The title derives from the song of the same name, "The Wind That Shakes the Barley", by 19th-century author Robert Dwyer Joyce. The song made the phrase "the wind that shakes the barley" a motif in Irish republican song and poetry. Loach took some of the inspiration for Damian's character from the memoirs of republican leader Ernie O'Malley. University College Cork historian Dr. Donal Ó Drisceoil was Loach's historical adviser on the film.

The film was shot in various towns within County Cork during 2005, including Ballyvourney and Timoleague. Some filming took place in Bandon, County Cork: a scene was shot along North Main Street and outside a building next to the Court House. The ambush scene was shot on the mountains around Ballyvourney while the farmhouse scenes were filmed in Coolea. Damien's execution scene was shot at Kilmainham Gaol in Dublin, where many leaders of Irish rebellions were imprisoned and some executed by the British and latterly in 1923 by the Irish Free State.

A number of the extras in the film were drawn from local Scout groups, including from Bandon, Togher and Macroom.

Among the songs on the film's soundtrack is "Óró sé do bheatha abhaile", a 17th-century Irish Jacobite song whose lyrics the nationalist leader Pádraig Pearse changed to focus upon republican themes.

===Soundtrack===
- "The Wind That Shakes the Barley" - Traditional, words by Robert Dwyer Joyce
- "Amhrán na bhFiann" ("A Soldier's Song") - Traditional, words by Peadar Kearney and Patrick Heeney
- "Oró!
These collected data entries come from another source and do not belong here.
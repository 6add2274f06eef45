use std::path::Path;

use crate::ui::plot::SkyFigure;

// ---------------------------------------------------------------------------
// Viewer state
// ---------------------------------------------------------------------------

/// Line shown in the top bar of the viewer.
#[derive(Debug, Clone, PartialEq)]
pub enum StatusMessage {
    Info(String),
    Error(String),
}

/// The viewer state, independent of rendering.
pub struct ViewerState {
    /// Figure being shown.
    pub figure: SkyFigure,

    /// Outcome of the last user action.
    pub status_message: Option<StatusMessage>,
}

impl ViewerState {
    pub fn new(figure: SkyFigure) -> Self {
        Self {
            figure,
            status_message: None,
        }
    }

    /// Save the figure and report the outcome in the status line.
    pub fn save_to(&mut self, path: &Path) {
        match self.figure.save(path) {
            Ok(()) => {
                self.status_message = Some(StatusMessage::Info(format!(
                    "Saved to {}",
                    path.display()
                )));
            }
            Err(e) => {
                log::error!("Failed to save {}: {e}", path.display());
                self.status_message = Some(StatusMessage::Error(format!("Error: {e}")));
            }
        }
    }
}
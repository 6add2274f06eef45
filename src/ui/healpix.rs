use std::f64::consts::TAU;

use scorus::coordinates::SphCoord;
use scorus::healpix::pix::ang2pix_ring;
use scorus::healpix::utils::nside2npix;

use crate::error::SkyError;

/// A full-sky map in HEALPix RING ordering.
#[derive(Debug, Clone, Copy)]
pub struct RingMap<'a> {
    nside: usize,
    values: &'a [f64],
}

impl<'a> RingMap<'a> {
    /// Wrap `values`, whose length must be `12 * nside^2`.
    pub fn new(values: &'a [f64]) -> Result<Self, SkyError> {
        let npix = values.len();
        let nside = ((npix / 12) as f64).sqrt().round() as usize;
        if npix == 0 || npix % 12 != 0 || nside2npix(nside) != npix {
            return Err(SkyError::InvalidPixelCount(npix));
        }
        Ok(RingMap { nside, values })
    }

    pub fn nside(&self) -> usize {
        self.nside
    }

    /// RING index of the pixel containing `direction`.
    pub fn pixel_at(&self, direction: SphCoord<f64>) -> usize {
        let direction = SphCoord::new(direction.pol, direction.az.rem_euclid(TAU));
        ang2pix_ring(self.nside, direction)
    }

    /// Value of the pixel containing `direction`.
    pub fn value_at(&self, direction: SphCoord<f64>) -> f64 {
        self.values[self.pixel_at(direction)]
    }
}

#[cfg(test)]
mod tests {
    use super::*;
    use std::f64::consts::PI;
    use scorus::healpix::pix::pix2ang_ring;

    const NSIDE: usize = 4;

    fn numbered_map() -> Vec<f64> {
        (0..12 * NSIDE * NSIDE).map(|i| i as f64).collect()
    }

    #[test]
    fn accepts_healpix_pixel_counts() {
        for nside in [1, 2, 16] {
            let values = vec![0.0; 12 * nside * nside];
            assert_eq!(RingMap::new(&values).unwrap().nside(), nside);
        }
    }

    #[test]
    fn rejects_other_pixel_counts() {
        for npix in [0, 11, 13, 24, 100] {
            let values = vec![0.0; npix];
            assert!(matches!(
                RingMap::new(&values),
                Err(SkyError::InvalidPixelCount(n)) if n == npix
            ));
        }
    }

    #[test]
    fn pixel_centres_look_up_their_own_value() {
        let values = numbered_map();
        let map = RingMap::new(&values).unwrap();
        for pixel in [17, 60, 95, 130] {
            let centre = pix2ang_ring::<f64>(NSIDE, pixel);
            assert_eq!(map.value_at(centre), pixel as f64);
        }
    }

    #[test]
    fn points_near_a_centre_stay_in_that_pixel() {
        let values = numbered_map();
        let map = RingMap::new(&values).unwrap();
        for pixel in [17, 60, 95, 130] {
            let centre = pix2ang_ring::<f64>(NSIDE, pixel);
            for (dpol, daz) in [(0.03, 0.0), (-0.03, 0.0), (0.0, 0.03), (0.0, -0.03)] {
                let near = SphCoord::new(centre.pol + dpol, centre.az + daz);
                assert_eq!(map.pixel_at(near), pixel, "offset ({dpol}, {daz}) from {pixel}");
            }
        }
    }

    #[test]
    fn point_below_a_shared_vertex_belongs_to_the_next_ring() {
        // Equatorial pixels of one ring meet at a vertex on the ring's own
        // latitude; just south of it lies the pixel of the ring below.
        let values = numbered_map();
        let map = RingMap::new(&values).unwrap();
        let half_step = PI / (4 * NSIDE) as f64;
        for pixel in [60, 95] {
            let centre = pix2ang_ring::<f64>(NSIDE, pixel);
            let below_vertex = SphCoord::new(centre.pol + 0.02, centre.az + half_step);

            let found = map.pixel_at(below_vertex);
            assert_ne!(found, pixel);
            assert_ne!(found, pixel + 1);

            let found_centre = pix2ang_ring::<f64>(NSIDE, found);
            assert!(found_centre.pol > centre.pol, "{found} is not south of {pixel}");
            let difference = (found_centre.az - below_vertex.az).rem_euclid(TAU);
            assert!(difference.min(TAU - difference) < 1e-9, "{found} is not centred below the vertex");
            assert_eq!(map.value_at(below_vertex), found as f64);
        }
    }
}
Sé Do Bheatha 'Bhaile" – Traditional, words by Pádraic Pearse
- "The Doon Reel" – Traditional, arranged by the performers

==Release==
===Distribution===
The commercial interest expressed in the UK was initially much lower than in other European countries and only 30 prints of the film were planned for distribution in the United Kingdom, compared with 300 in France. However, after the Palme d'Or award the film appeared on 105 screens across Great Britain and Northern Ireland.
The Respect Party, on whose national council Ken Loach was at the time, called for people to watch the film on its first weekend in order to persuade the film industry to show the film in more cinemas.

==Themes==
According to Loach, the film attempts to explore the extent that the Irish revolution was a social revolution as opposed to a nationalist revolution. Loach commented on this theme in an interview with Eye Weekly (15 March 2007):

Every time a colony wants independence, the questions on the agenda are: a) how do you get the imperialists out, and b) what kind of society do you build? There are usually the bourgeois nationalists who say, 'Let's just change the flag and keep everything as it was.' Then there are the revolutionaries who say, 'Let's change the property laws.' It's always a critical moment.

According to Rebecca O'Brien, producer of the film and a longtime Loach collaborator:

It's about the civil war in microcosm ... It's not a story like Michael Collins. It's not seeking that sort of biographical accuracy, but rather will express the themes of the period. This is the core of the later Troubles, which is why it's so fascinating to make.
Drawing a contrast between the film and 1996's Michael Collins, Mark Kermode observed that "On one level, The Wind That Shakes the Barley presents the flipside of Neil Jordan's more mainstream Michael Collins, viewing the creation of the Irish Free State through the eyes of an idealist socialist rather than a mystical romanticist."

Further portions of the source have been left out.